▸ Problem description:
Among these entries, count the lines containing the word "InventoryRecord" and answer with only the number.

[[ Data to use open ]]

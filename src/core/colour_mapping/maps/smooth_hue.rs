use crate::core::actions::rasterize::ports::colour_map::ColourMap;
use crate::core::data::colour::Colour;
use crate::core::data::complex::Complex;
use crate::core::util::hsl_to_rgb::hsl_to_rgb;

const DEGREES_PER_ITERATION: f64 = 15.0;

/// Cycles through the hue wheel, smoothing the iteration count by the
/// magnitude of the seed point.
#[derive(Debug, Default, Clone, Copy, PartialEq, Eq)]
pub struct SmoothHue {}

impl SmoothHue {
    pub const INTERIOR: Colour = Colour::BLACK;

    #[must_use]
    pub fn new() -> Self {
        Self {}
    }

    /// `iterations - log2(log2(|point|²))`, or the raw count where the double
    /// logarithm is undefined (`|point|² <= 1`).
    #[must_use]
    pub fn smoothed_iterations(iterations: u32, point: Complex) -> f64 {
        let raw = f64::from(iterations);
        let magnitude_squared = point.magnitude_squared();

        if magnitude_squared <= 1.0 {
            return raw;
        }

        let smooth = raw - magnitude_squared.log2().log2();

        if smooth.is_finite() { smooth } else { raw }
    }
}

impl ColourMap for SmoothHue {
    fn colourise(
        &self,
        iterations: u32,
        max_iterations: u32,
        point: Complex,
        offset: f64,
    ) -> Colour {
        if iterations >= max_iterations {
            return Self::INTERIOR;
        }

        let smooth = Self::smoothed_iterations(iterations, point);
        let hue = (smooth * DEGREES_PER_ITERATION + offset).rem_euclid(360.0);

        hsl_to_rgb(hue / 360.0, 1.0, 0.5)
    }

    fn display_name(&self) -> &str {
        "Smooth hue"
    }
}
pub mod args;
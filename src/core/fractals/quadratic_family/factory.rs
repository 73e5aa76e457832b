use crate::core::actions::rasterize::ports::escape_evaluator::EscapeEvaluator;
use crate::core::fractals::quadratic_family::classic::ClassicQuadratic;
use crate::core::fractals::quadratic_family::kinds::EvaluatorKinds;
use crate::core::fractals::quadratic_family::tuned::TunedQuadratic;

#[must_use]
pub fn escape_evaluator_factory(kind: EvaluatorKinds) -> Box<dyn EscapeEvaluator> {
    match kind {
        EvaluatorKinds::Tuned => Box::new(TunedQuadratic::new()),
        EvaluatorKinds::Classic => Box::new(ClassicQuadratic::new()),
    }
}
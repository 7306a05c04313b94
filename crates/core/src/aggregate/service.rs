//! Aggregation primitives.

use std::collections::HashMap;

use rust_decimal::Decimal;
use serde::{Deserialize, Serialize};

/// One label with its summed measure.
#[derive(Debug, Clone, PartialEq, Eq, Serialize, Deserialize)]
pub struct GroupTotal {
    /// Group label (category, region, month key, ...).
    pub label: String,
    /// Summed measure for the group.
    pub total: Decimal,
}

/// One slice of a whole, with its share of the grand total.
#[derive(Debug, Clone, PartialEq, Eq, Serialize, Deserialize)]
pub struct BreakdownSlice {
    /// Slice label.
    pub label: String,
    /// Slice amount.
    pub amount: Decimal,
    /// Share of the grand total, in percent (0 when the total is 0).
    pub percent: Decimal,
}

/// Group-by accumulator that preserves first-appearance order of keys.
///
/// Rankings built on top of it break ties by stable input order, which is
/// what makes top-N results deterministic.
#[derive(Debug)]
pub struct OrderedGroups<V> {
    keys: Vec<String>,
    index: HashMap<String, usize>,
    values: Vec<V>,
}

impl<V: Default> OrderedGroups<V> {
    /// Creates an empty accumulator.
    #[must_use]
    pub fn new() -> Self {
        Self {
            keys: Vec::new(),
            index: HashMap::new(),
            values: Vec::new(),
        }
    }

    /// Returns the accumulator slot for `key`, inserting a default value on
    /// first appearance.
    pub fn entry(&mut self, key: &str) -> &mut V {
        if !self.index.contains_key(key) {
            self.index.insert(key.to_string(), self.values.len());
            self.keys.push(key.to_string());
            self.values.push(V::default());
        }
        let idx = self.index[key];
        &mut self.values[idx]
    }

    /// Consumes the accumulator into (key, value) pairs in first-appearance
    /// order.
    #[must_use]
    pub fn into_pairs(self) -> Vec<(String, V)> {
        self.keys.into_iter().zip(self.values).collect()
    }
}

impl<V: Default> Default for OrderedGroups<V> {
    fn default() -> Self {
        Self::new()
    }
}

/// Sums a measure over the rows.
#[must_use]
pub fn sum<T>(rows: &[T], measure: impl Fn(&T) -> Decimal) -> Decimal {
    rows.iter().map(measure).sum()
}

/// Arithmetic mean of a measure, rounded to 2 decimals. Zero on empty input.
#[must_use]
pub fn mean<T>(rows: &[T], measure: impl Fn(&T) -> Decimal) -> Decimal {
    if rows.is_empty() {
        return Decimal::ZERO;
    }
    (sum(rows, measure) / Decimal::from(rows.len())).round_dp(2)
}

/// `part` as a percentage of `whole`, rounded to 2 decimals. Zero when the
/// whole is zero.
#[must_use]
pub fn ratio_percent(part: Decimal, whole: Decimal) -> Decimal {
    if whole.is_zero() {
        Decimal::ZERO
    } else {
        (part / whole * Decimal::ONE_HUNDRED).round_dp(2)
    }
}

/// Groups rows by a key and sums a measure, preserving first-appearance
/// order of keys.
#[must_use]
pub fn group_totals<T>(
    rows: &[T],
    key: impl Fn(&T) -> String,
    measure: impl Fn(&T) -> Decimal,
) -> Vec<GroupTotal> {
    let mut groups: OrderedGroups<Decimal> = OrderedGroups::new();
    for row in rows {
        *groups.entry(&key(row)) += measure(row);
    }
    groups
        .into_pairs()
        .into_iter()
        .map(|(label, total)| GroupTotal { label, total })
        .collect()
}

/// Sorts group totals descending by total. The sort is stable, so ties keep
/// first-appearance order.
#[must_use]
pub fn sorted_desc(mut groups: Vec<GroupTotal>) -> Vec<GroupTotal> {
    groups.sort_by(|a, b| b.total.cmp(&a.total));
    groups
}

/// The `n` largest groups, ties broken by stable input order.
#[must_use]
pub fn top_n(groups: Vec<GroupTotal>, n: usize) -> Vec<GroupTotal> {
    let mut ranked = sorted_desc(groups);
    ranked.truncate(n);
    ranked
}

/// Converts group totals into slices carrying their share of the grand
/// total.
#[must_use]
pub fn breakdown(groups: Vec<GroupTotal>) -> Vec<BreakdownSlice> {
    let grand_total: Decimal = groups.iter().map(|g| g.total).sum();
    groups
        .into_iter()
        .map(|g| BreakdownSlice {
            percent: ratio_percent(g.total, grand_total),
            label: g.label,
            amount: g.total,
        })
        .collect()
}
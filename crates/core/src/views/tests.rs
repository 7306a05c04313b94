//! Tests for view assembly.

use andina_shared::types::{ClientId, SaleId};
use chrono::NaiveDate;
use rust_decimal::Decimal;
use rust_decimal_macros::dec;

use super::service::ViewService;
use crate::tables::types::{ClientRecord, InventoryRecord, ReceivableRecord, SaleRecord};

fn date(y: i32, m: u32, d: u32) -> NaiveDate {
    NaiveDate::from_ymd_opt(y, m, d).unwrap()
}

struct SaleSpec {
    date: NaiveDate,
    category: &'static str,
    subcategory: &'static str,
    client: &'static str,
    executive: &'static str,
    revenue: Decimal,
    margin: Decimal,
}

fn sale(spec: &SaleSpec) -> SaleRecord {
    SaleRecord {
        id: SaleId::from("VEN-000001"),
        date: spec.date,
        category: spec.category.to_string(),
        subcategory: spec.subcategory.to_string(),
        region: "Caribe".to_string(),
        segment: "Corporativo".to_string(),
        client_id: ClientId::from("CL-0001"),
        client_name: Some(spec.client.to_string()),
        executive: spec.executive.to_string(),
        quantity: 1,
        revenue: spec.revenue,
        margin: spec.margin,
        discount_percent: dec!(10),
    }
}

fn receivable(region: &str, balance: Decimal, days_overdue: i32, status: &str) -> ReceivableRecord {
    ReceivableRecord {
        invoice_date: date(2024, 2, 1),
        due_date: date(2024, 3, 2),
        region: region.to_string(),
        client_id: ClientId::from("CL-0001"),
        balance,
        days_overdue,
        status: status.to_string(),
    }
}

fn stock(center: &str, category: &str, units: i64, value: Decimal, as_of: NaiveDate) -> InventoryRecord {
    InventoryRecord {
        center: center.to_string(),
        category: category.to_string(),
        subcategory: "Laptops".to_string(),
        units,
        value,
        as_of,
    }
}

fn client(id: &str, status: &str) -> ClientRecord {
    ClientRecord {
        id: ClientId::from(id),
        name: format!("Cliente {id}"),
        size: "Mediana".to_string(),
        segment: "Corporativo".to_string(),
        region: "Caribe".to_string(),
        status: status.to_string(),
        signup_date: date(2022, 7, 1),
    }
}

fn sample_sales() -> Vec<SaleRecord> {
    [
        SaleSpec {
            date: date(2024, 1, 10),
            category: "Tech",
            subcategory: "Laptops",
            client: "Norte SA",
            executive: "A. Rojas",
            revenue: dec!(100),
            margin: dec!(40),
        },
        SaleSpec {
            date: date(2024, 1, 20),
            category: "Tools",
            subcategory: "Taladros",
            client: "Sur SA",
            executive: "B. Mora",
            revenue: dec!(200),
            margin: dec!(20),
        },
        SaleSpec {
            date: date(2024, 2, 5),
            category: "Tech",
            subcategory: "Monitores",
            client: "Norte SA",
            executive: "A. Rojas",
            revenue: dec!(300),
            margin: dec!(60),
        },
    ]
    .iter()
    .map(sale)
    .collect()
}

#[test]
fn test_managerial_kpis() {
    let receivables = vec![
        receivable("Caribe", dec!(500), 15, "Vencida"),
        receivable("Andina", dec!(300), 0, "Al día"),
    ];
    let clients = vec![
        client("CL-0001", "Activo"),
        client("CL-0002", "Inactivo"),
        client("CL-0003", "Activo"),
    ];

    let view = ViewService::managerial(&sample_sales(), &receivables, &clients);

    assert_eq!(view.kpis.total_revenue, dec!(600));
    assert_eq!(view.kpis.total_margin, dec!(120));
    assert_eq!(view.kpis.active_clients, 2);
    assert_eq!(view.kpis.overdue_balance, dec!(500));
}

#[test]
fn test_managerial_monthly_trend_is_chronological() {
    let view = ViewService::managerial(&sample_sales(), &[], &[]);

    assert_eq!(view.monthly_trend.months, vec!["2024-01", "2024-02"]);
    assert_eq!(view.monthly_trend.revenue, vec![dec!(300), dec!(300)]);
    assert_eq!(view.monthly_trend.margin, vec![dec!(60), dec!(60)]);
}

#[test]
fn test_managerial_top_products_ranked_by_revenue() {
    let view = ViewService::managerial(&sample_sales(), &[], &[]);

    let products: Vec<&str> = view
        .top_products
        .iter()
        .map(|p| p.product.as_str())
        .collect();
    assert_eq!(products, vec!["Monitores", "Taladros", "Laptops"]);
    assert_eq!(view.top_products[0].revenue, dec!(300));
    assert_eq!(view.top_products[0].units, 1);
}

#[test]
fn test_commercial_kpis() {
    let view = ViewService::commercial(&sample_sales());

    assert_eq!(view.kpis.total_revenue, dec!(600));
    assert_eq!(view.kpis.average_ticket, dec!(200));
    assert_eq!(view.kpis.average_discount_percent, dec!(10));
    // Per-sale margins: 40%, 10%, 20%.
    assert_eq!(view.kpis.average_margin_percent, dec!(23.33));
}

#[test]
fn test_commercial_category_performance() {
    let view = ViewService::commercial(&sample_sales());

    let tech = view
        .category_performance
        .iter()
        .find(|c| c.category == "Tech")
        .unwrap();
    assert_eq!(tech.revenue, dec!(400));
    assert_eq!(tech.margin, dec!(100));
    assert_eq!(tech.margin_percent, dec!(25));
}

#[test]
fn test_commercial_monthly_by_category_aligns_series() {
    let view = ViewService::commercial(&sample_sales());
    let chart = &view.monthly_by_category;

    assert_eq!(chart.months, vec!["2024-01", "2024-02"]);
    let tools = chart.series.iter().find(|s| s.category == "Tools").unwrap();
    // Tools sold in January only; February is zero-filled.
    assert_eq!(tools.revenue, vec![dec!(200), Decimal::ZERO]);
}

#[test]
fn test_commercial_rankings() {
    let view = ViewService::commercial(&sample_sales());

    assert_eq!(view.top_clients[0].client, "Norte SA");
    assert_eq!(view.top_clients[0].revenue, dec!(400));

    assert_eq!(view.top_executives[0].executive, "A. Rojas");
    assert_eq!(view.top_executives[0].sales_count, 2);
    assert_eq!(view.top_executives[0].margin_percent, dec!(25));
}

#[test]
fn test_operational_uses_latest_snapshot() {
    let inventory = vec![
        stock("Bogotá", "Tech", 10, dec!(1000), date(2024, 5, 31)),
        stock("Bogotá", "Tech", 12, dec!(1200), date(2024, 6, 30)),
        stock("Cali", "Tools", 5, dec!(500), date(2024, 6, 30)),
    ];

    let view = ViewService::operational(&inventory, &[]);

    // Only the 2024-06-30 snapshot counts for stock KPIs.
    assert_eq!(view.kpis.inventory_value, dec!(1700));
    assert_eq!(view.kpis.stock_units, 17);
    assert_eq!(view.inventory_by_center.len(), 2);

    // The trend still covers both cut-off dates.
    assert_eq!(
        view.inventory_trend.dates,
        vec![date(2024, 5, 31), date(2024, 6, 30)]
    );
    assert_eq!(view.inventory_trend.value, vec![dec!(1000), dec!(1700)]);
}

#[test]
fn test_operational_receivable_health() {
    let receivables = vec![
        receivable("Caribe", dec!(400), 45, "Vencida"),
        receivable("Caribe", dec!(100), 10, "Vencida"),
        receivable("Andina", dec!(500), 0, "Al día"),
    ];

    let view = ViewService::operational(&[], &receivables);

    assert_eq!(view.kpis.receivables_balance, dec!(1000));
    assert_eq!(view.kpis.overdue_percent, dec!(50));

    assert_eq!(view.overdue_by_region.len(), 1);
    assert_eq!(view.overdue_by_region[0].region, "Caribe");
    assert_eq!(view.overdue_by_region[0].balance, dec!(500));

    let by_label: Vec<(&str, Decimal, usize)> = view
        .overdue_aging
        .iter()
        .map(|b| (b.label.as_str(), b.balance, b.documents))
        .collect();
    assert_eq!(
        by_label,
        vec![
            ("1-30", dec!(100), 1),
            ("31-60", dec!(400), 1),
            ("61-90", Decimal::ZERO, 0),
            ("90+", Decimal::ZERO, 0),
        ]
    );
}

#[test]
fn test_empty_input_yields_zero_kpis_and_empty_series() {
    let managerial = ViewService::managerial(&[], &[], &[]);
    assert_eq!(managerial.kpis.total_revenue, Decimal::ZERO);
    assert_eq!(managerial.kpis.active_clients, 0);
    assert!(managerial.monthly_trend.months.is_empty());
    assert!(managerial.top_products.is_empty());
    assert!(managerial.revenue_by_region.is_empty());

    let commercial = ViewService::commercial(&[]);
    assert_eq!(commercial.kpis.average_ticket, Decimal::ZERO);
    assert_eq!(commercial.kpis.average_margin_percent, Decimal::ZERO);
    assert!(commercial.top_clients.is_empty());
    assert!(commercial.monthly_by_category.months.is_empty());

    let operational = ViewService::operational(&[], &[]);
    assert_eq!(operational.kpis.inventory_value, Decimal::ZERO);
    assert_eq!(operational.kpis.stock_units, 0);
    assert_eq!(operational.kpis.overdue_percent, Decimal::ZERO);
    assert!(operational.inventory_by_center.is_empty());
    assert!(operational.inventory_trend.dates.is_empty());
}
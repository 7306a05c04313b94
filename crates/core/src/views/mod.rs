//! KPI and chart assembly for the three dashboard views.
//!
//! Each view is built from pre-filtered tables and carries everything the
//! rendering layer needs: KPI scalars plus small aggregate tables for the
//! charts. This module has no knowledge of how any of it is drawn.

pub mod service;
pub mod types;

#[cfg(test)]
mod tests;

pub use service::ViewService;
pub use types::*;
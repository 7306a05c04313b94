//! Common types used across the application.

pub mod date_range;
pub mod id;

pub use date_range::DateRange;
pub use id::*;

[[ Data to use closed ]]

▸ Finished task:
3